Десятки взрывов, падение тел, крики, трясущаяся перед глазами картинка, просветлённая первыми лучами солнца. Мы идём на запад…
— Стрелки — пулемёт! По окопам, гранатами, по моей команде… — перекошенное лицо Мавродаки, забрызганное кровью убитого рядом с ним солдата, яркой картинкой отпечаталось в моём мозгу, — о-огонь!!! — Только сейчас я понял, что в груди разливается тупая боль: пуля прошла по касательной, чиркнув и с силой вдавив одну из грудных пластин в области левой ключицы.
Справа на подавление заработали ручные мадсены. Жарко, однако!

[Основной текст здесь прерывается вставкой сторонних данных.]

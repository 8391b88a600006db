//! Complex linear forms: two real integrator sets assembling into the
//! halves of one composite vector.

use crate::{
  assemble::LfIntegrators,
  complex::{gridfunc::ComplexGridFunction, operator::Convention, vector::ComplexVector},
  fe::{FacetLinearFormIntegrator, LinearFormIntegrator},
  space::FeSpace,
};

use num_complex::Complex64;
use std::rc::Rc;

pub struct ComplexLinearForm {
  conv: Convention,
  space: Rc<FeSpace>,
  vec: ComplexVector,
  real: LfIntegrators,
  imag: LfIntegrators,
}

impl ComplexLinearForm {
  pub fn new(space: &Rc<FeSpace>, conv: Convention) -> Self {
    Self {
      conv,
      space: Rc::clone(space),
      vec: ComplexVector::new(space.vsize()),
      real: LfIntegrators::new(),
      imag: LfIntegrators::new(),
    }
  }

  pub fn convention(&self) -> Convention {
    self.conv
  }
  pub fn space(&self) -> &Rc<FeSpace> {
    &self.space
  }
  pub fn vec(&self) -> &ComplexVector {
    &self.vec
  }
  pub fn vec_mut(&mut self) -> &mut ComplexVector {
    &mut self.vec
  }
  pub fn real(&self) -> na::DVectorView<f64> {
    self.vec.real()
  }
  pub fn imag(&self) -> na::DVectorView<f64> {
    self.vec.imag()
  }

  /// Adds a `(real, imag)` integrator pair; either half may be absent and
  /// then contributes nothing.
  pub fn add_domain_integrator(
    &mut self,
    real: Option<Box<dyn LinearFormIntegrator>>,
    imag: Option<Box<dyn LinearFormIntegrator>>,
  ) {
    if let Some(integrator) = real {
      self.real.add_domain(integrator);
    }
    if let Some(integrator) = imag {
      self.imag.add_domain(integrator);
    }
  }

  pub fn add_boundary_integrator(
    &mut self,
    real: Option<Box<dyn FacetLinearFormIntegrator>>,
    imag: Option<Box<dyn FacetLinearFormIntegrator>>,
  ) {
    if let Some(integrator) = real {
      self.real.add_boundary(integrator, None);
    }
    if let Some(integrator) = imag {
      self.imag.add_boundary(integrator, None);
    }
  }

  pub fn add_boundary_integrator_marked(
    &mut self,
    real: Option<Box<dyn FacetLinearFormIntegrator>>,
    imag: Option<Box<dyn FacetLinearFormIntegrator>>,
    marker: Vec<bool>,
  ) {
    if let Some(integrator) = real {
      self.real.add_boundary(integrator, Some(marker.clone()));
    }
    if let Some(integrator) = imag {
      self.imag.add_boundary(integrator, Some(marker));
    }
  }

  pub fn add_bdr_face_integrator(
    &mut self,
    real: Option<Box<dyn FacetLinearFormIntegrator>>,
    imag: Option<Box<dyn FacetLinearFormIntegrator>>,
  ) {
    if let Some(integrator) = real {
      self.real.add_bdr_face(integrator, None);
    }
    if let Some(integrator) = imag {
      self.imag.add_bdr_face(integrator, None);
    }
  }

  pub fn add_bdr_face_integrator_marked(
    &mut self,
    real: Option<Box<dyn FacetLinearFormIntegrator>>,
    imag: Option<Box<dyn FacetLinearFormIntegrator>>,
    marker: Vec<bool>,
  ) {
    if let Some(integrator) = real {
      self.real.add_bdr_face(integrator, Some(marker.clone()));
    }
    if let Some(integrator) = imag {
      self.imag.add_bdr_face(integrator, Some(marker));
    }
  }

  /// Assembles both halves independently; under `BlockSymmetric` the
  /// imaginary half is negated in place afterwards.
  pub fn assemble(&mut self) {
    let (re, im) = self.vec.split_slices_mut();
    self.real.assemble_into(&self.space, re);
    self.imag.assemble_into(&self.space, im);
    if self.conv == Convention::BlockSymmetric {
      for v in im.iter_mut() {
        *v = -*v;
      }
    }
  }

  /// Resizes the composite vector to the (possibly refreshed) space and
  /// re-points the halves; assembly state starts from a zero offset.
  pub fn update(&mut self, space: &Rc<FeSpace>) {
    self.space = Rc::clone(space);
    self.vec.resize(space.vsize());
  }

  /// The sesquilinear pairing `(this, g)`:
  /// `(lfr·gr − s·lfi·gi) + i (lfr·gi + s·lfi·gr)`.
  pub fn eval(&self, gf: &ComplexGridFunction) -> Complex64 {
    let s = self.conv.sign();
    let lfr = self.vec.real();
    let lfi = self.vec.imag();
    Complex64::new(
      lfr.dot(&gf.real()) - s * lfi.dot(&gf.imag()),
      lfr.dot(&gf.imag()) + s * lfi.dot(&gf.real()),
    )
  }
}
//! Complex operators as wrappers around two real operator halves.

use crate::{complex::vector::ComplexVector, linalg::Operator};

use std::rc::Rc;

/// Sign convention for the imaginary cross-terms of a complex system.
///
/// `Hermitian` (sign `+1`) keeps the natural complex layout; the
/// real-equivalent block system is `[[A_r, -A_i], [A_i, A_r]]`.
/// `BlockSymmetric` (sign `-1`) negates the assembled imaginary right-hand
/// side, which makes the real-equivalent block system
/// `[[A_r, A_i], [A_i, -A_r]]` — symmetric whenever both halves are.
#[derive(Debug, Clone, Copy, PartialEq, Eq)]
pub enum Convention {
  Hermitian,
  BlockSymmetric,
}

impl Convention {
  /// The sign `s` entering every imaginary cross-term.
  pub fn sign(self) -> f64 {
    match self {
      Convention::Hermitian => 1.0,
      Convention::BlockSymmetric => -1.0,
    }
  }
}

pub(crate) fn complex_mult(
  real: &dyn Operator,
  imag: &dyn Operator,
  sign: f64,
  x: &ComplexVector,
  y: &mut ComplexVector,
) {
  let n = real.nrows();
  let mut tmp = na::DVector::zeros(n);
  let mut y_r = na::DVector::zeros(n);
  let mut y_i = na::DVector::zeros(n);

  // (y_r, y_i) = (A_r x_r - s A_i x_i, A_r x_i + s A_i x_r)
  real.mult(x.real(), &mut y_r);
  imag.mult(x.imag(), &mut tmp);
  y_r.axpy(-sign, &tmp, 1.0);

  real.mult(x.imag(), &mut y_i);
  imag.mult(x.real(), &mut tmp);
  y_i.axpy(sign, &tmp, 1.0);

  y.resize(n);
  y.real_slice_mut().copy_from_slice(y_r.as_slice());
  y.imag_slice_mut().copy_from_slice(y_i.as_slice());
}

/// A complex operator with generic (possibly matrix-free) halves.
pub struct ComplexOperator {
  real: Rc<dyn Operator>,
  imag: Rc<dyn Operator>,
  conv: Convention,
}

impl ComplexOperator {
  pub fn new(real: Rc<dyn Operator>, imag: Rc<dyn Operator>, conv: Convention) -> Self {
    assert!(
      real.nrows() == imag.nrows() && real.ncols() == imag.ncols(),
      "real and imaginary operator halves of different shape"
    );
    Self { real, imag, conv }
  }

  pub fn convention(&self) -> Convention {
    self.conv
  }
  pub fn real_op(&self) -> &dyn Operator {
    &*self.real
  }
  pub fn imag_op(&self) -> &dyn Operator {
    &*self.imag
  }

  /// Complex action on a composite vector.
  pub fn mult(&self, x: &ComplexVector, y: &mut ComplexVector) {
    assert!(x.size() == 2 * self.real.ncols(), "input vector of incorrect size");
    complex_mult(&*self.real, &*self.imag, self.conv.sign(), x, y);
  }
}

/// A complex operator with sparse-matrix halves. The halves are shared
/// (`Rc`), so a wrapped matrix is freed exactly when its last holder drops.
#[derive(Debug, Clone)]
pub struct ComplexSparseMatrix {
  real: Rc<nas::CscMatrix<f64>>,
  imag: Rc<nas::CscMatrix<f64>>,
  conv: Convention,
}

impl ComplexSparseMatrix {
  pub fn new(
    real: Rc<nas::CscMatrix<f64>>,
    imag: Rc<nas::CscMatrix<f64>>,
    conv: Convention,
  ) -> Self {
    assert!(
      real.nrows() == imag.nrows() && real.ncols() == imag.ncols(),
      "real and imaginary matrix halves of different shape"
    );
    Self { real, imag, conv }
  }

  pub fn convention(&self) -> Convention {
    self.conv
  }
  pub fn real(&self) -> &nas::CscMatrix<f64> {
    &self.real
  }
  pub fn imag(&self) -> &nas::CscMatrix<f64> {
    &self.imag
  }
  pub fn real_rc(&self) -> Rc<nas::CscMatrix<f64>> {
    Rc::clone(&self.real)
  }
  pub fn imag_rc(&self) -> Rc<nas::CscMatrix<f64>> {
    Rc::clone(&self.imag)
  }

  /// Rows/columns of one half; the complex operator acts on vectors of
  /// twice this length.
  pub fn part_nrows(&self) -> usize {
    self.real.nrows()
  }
  pub fn part_ncols(&self) -> usize {
    self.real.ncols()
  }

  /// The convention-signed action `(A_r x_r - s A_i x_i, A_r x_i + s A_i x_r)`
  /// on a composite vector. Under `Hermitian` this coincides with
  /// [`Self::system_matrix`]; under `BlockSymmetric` the signed action
  /// expects convention-encoded (imaginary-negated) operands.
  pub fn mult(&self, x: &ComplexVector, y: &mut ComplexVector) {
    assert!(x.size() == 2 * self.part_ncols(), "input vector of incorrect size");
    complex_mult(&*self.real, &*self.imag, self.conv.sign(), x, y);
  }

  /// The real-equivalent `2M × 2M` block matrix for handing the system to a
  /// real linear solver.
  pub fn system_matrix(&self) -> nas::CscMatrix<f64> {
    block_system_matrix(&self.real, &self.imag, self.conv)
  }
}

/// The real-equivalent block layout of `A_r + i A_i` under a convention:
/// `[[A_r, -A_i], [A_i, A_r]]` for `Hermitian`,
/// `[[A_r, -A_i], [-A_i, -A_r]]` for `BlockSymmetric`.
///
/// Both encode the same complex equations (the `BlockSymmetric` layout has
/// its second block row negated, matching the negated assembled imaginary
/// right-hand side), so the solution vector `(x_r, x_i)` is the same.
pub fn block_system_matrix(
  real: &nas::CscMatrix<f64>,
  imag: &nas::CscMatrix<f64>,
  conv: Convention,
) -> nas::CscMatrix<f64> {
  let n = real.nrows();
  let m = real.ncols();
  let mut coo = nas::CooMatrix::new(2 * n, 2 * m);
  for (i, j, &v) in real.triplet_iter() {
    coo.push(i, j, v);
    match conv {
      Convention::Hermitian => coo.push(n + i, m + j, v),
      Convention::BlockSymmetric => coo.push(n + i, m + j, -v),
    }
  }
  for (i, j, &v) in imag.triplet_iter() {
    coo.push(i, m + j, -v);
    match conv {
      Convention::Hermitian => coo.push(n + i, j, v),
      Convention::BlockSymmetric => coo.push(n + i, j, -v),
    }
  }
  nas::CscMatrix::from(&coo)
}

#[cfg(test)]
mod test {
  use super::*;
  use crate::linalg::csc_mul_vec;

  fn small_matrices() -> (Rc<nas::CscMatrix<f64>>, Rc<nas::CscMatrix<f64>>) {
    let mut ar = nas::CooMatrix::new(2, 2);
    ar.push(0, 0, 2.0);
    ar.push(1, 1, 3.0);
    let mut ai = nas::CooMatrix::new(2, 2);
    ai.push(0, 1, 1.0);
    ai.push(1, 0, -1.0);
    (
      Rc::new(nas::CscMatrix::from(&ar)),
      Rc::new(nas::CscMatrix::from(&ai)),
    )
  }

  #[test]
  fn mult_matches_block_formula() {
    let (ar, ai) = small_matrices();
    let mut x = ComplexVector::new(2);
    x.real_slice_mut().copy_from_slice(&[1.0, 2.0]);
    x.imag_slice_mut().copy_from_slice(&[-1.0, 0.5]);

    for conv in [Convention::Hermitian, Convention::BlockSymmetric] {
      let a = ComplexSparseMatrix::new(Rc::clone(&ar), Rc::clone(&ai), conv);
      let s = conv.sign();

      let mut y = ComplexVector::new(2);
      a.mult(&x, &mut y);

      let yr = csc_mul_vec(&ar, x.real()) - s * csc_mul_vec(&ai, x.imag());
      let yi = csc_mul_vec(&ar, x.imag()) + s * csc_mul_vec(&ai, x.real());
      assert!((y.real().clone_owned() - yr).norm() <= 1e-14);
      assert!((y.imag().clone_owned() - yi).norm() <= 1e-14);
    }
  }

  #[test]
  fn block_symmetric_system_matrix_is_symmetric() {
    // with symmetric halves the BlockSymmetric layout must be symmetric
    let mut ar = nas::CooMatrix::new(2, 2);
    ar.push(0, 0, 2.0);
    ar.push(0, 1, -1.0);
    ar.push(1, 0, -1.0);
    ar.push(1, 1, 2.0);
    let mut ai = nas::CooMatrix::new(2, 2);
    ai.push(0, 0, 0.5);
    ai.push(1, 1, 0.5);
    let a = ComplexSparseMatrix::new(
      Rc::new(nas::CscMatrix::from(&ar)),
      Rc::new(nas::CscMatrix::from(&ai)),
      Convention::BlockSymmetric,
    );
    let sys = na::DMatrix::from(&a.system_matrix());
    assert!((&sys - sys.transpose()).norm() <= 1e-14);
  }

  #[test]
  fn hermitian_system_matrix_solves_complex_system() {
    let (ar, ai) = small_matrices();
    let a = ComplexSparseMatrix::new(ar, ai, Convention::Hermitian);

    // pick x, compute y = A x complexly, then check the block matrix maps
    // (x_r, x_i) to (y_r, y_i)
    let mut x = ComplexVector::new(2);
    x.real_slice_mut().copy_from_slice(&[1.0, -2.0]);
    x.imag_slice_mut().copy_from_slice(&[0.5, 1.5]);
    let mut y = ComplexVector::new(2);
    a.mult(&x, &mut y);

    let sys = a.system_matrix();
    let block_y = csc_mul_vec(&sys, x.as_vector().as_view());
    assert!((block_y - y.as_vector()).norm() <= 1e-14);
  }
}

Уже через несколько минут я понял, что немецкий пулемёт молчит, а сам я бегу в первых рядах к вражеской траншее. Штурмовики обгоняют меня, вот мы уже, сопя и матерясь на чём свет стоит, сцепились в окопах с солдатами кайзера. Штык прямо перед лицом, уход, удар сапогом в грудь. Выстрел из револьвера, один, второй…барабан пуст. Доставал, где лопаткой, а где и попросту проламывал грудную клетку кулаком, стараясь двигаться, вертеться волчком в тесноте траншеи.
— Юстас Алексу! — чудовищным рывком я дёрнул направленный на меня ствол винтовки с примкнутым штыком. Немец остался безоружным. Немудрёный удар сапогом в пах, помноженный на неимоверную силу оставил его недвижимым на дне траншеи.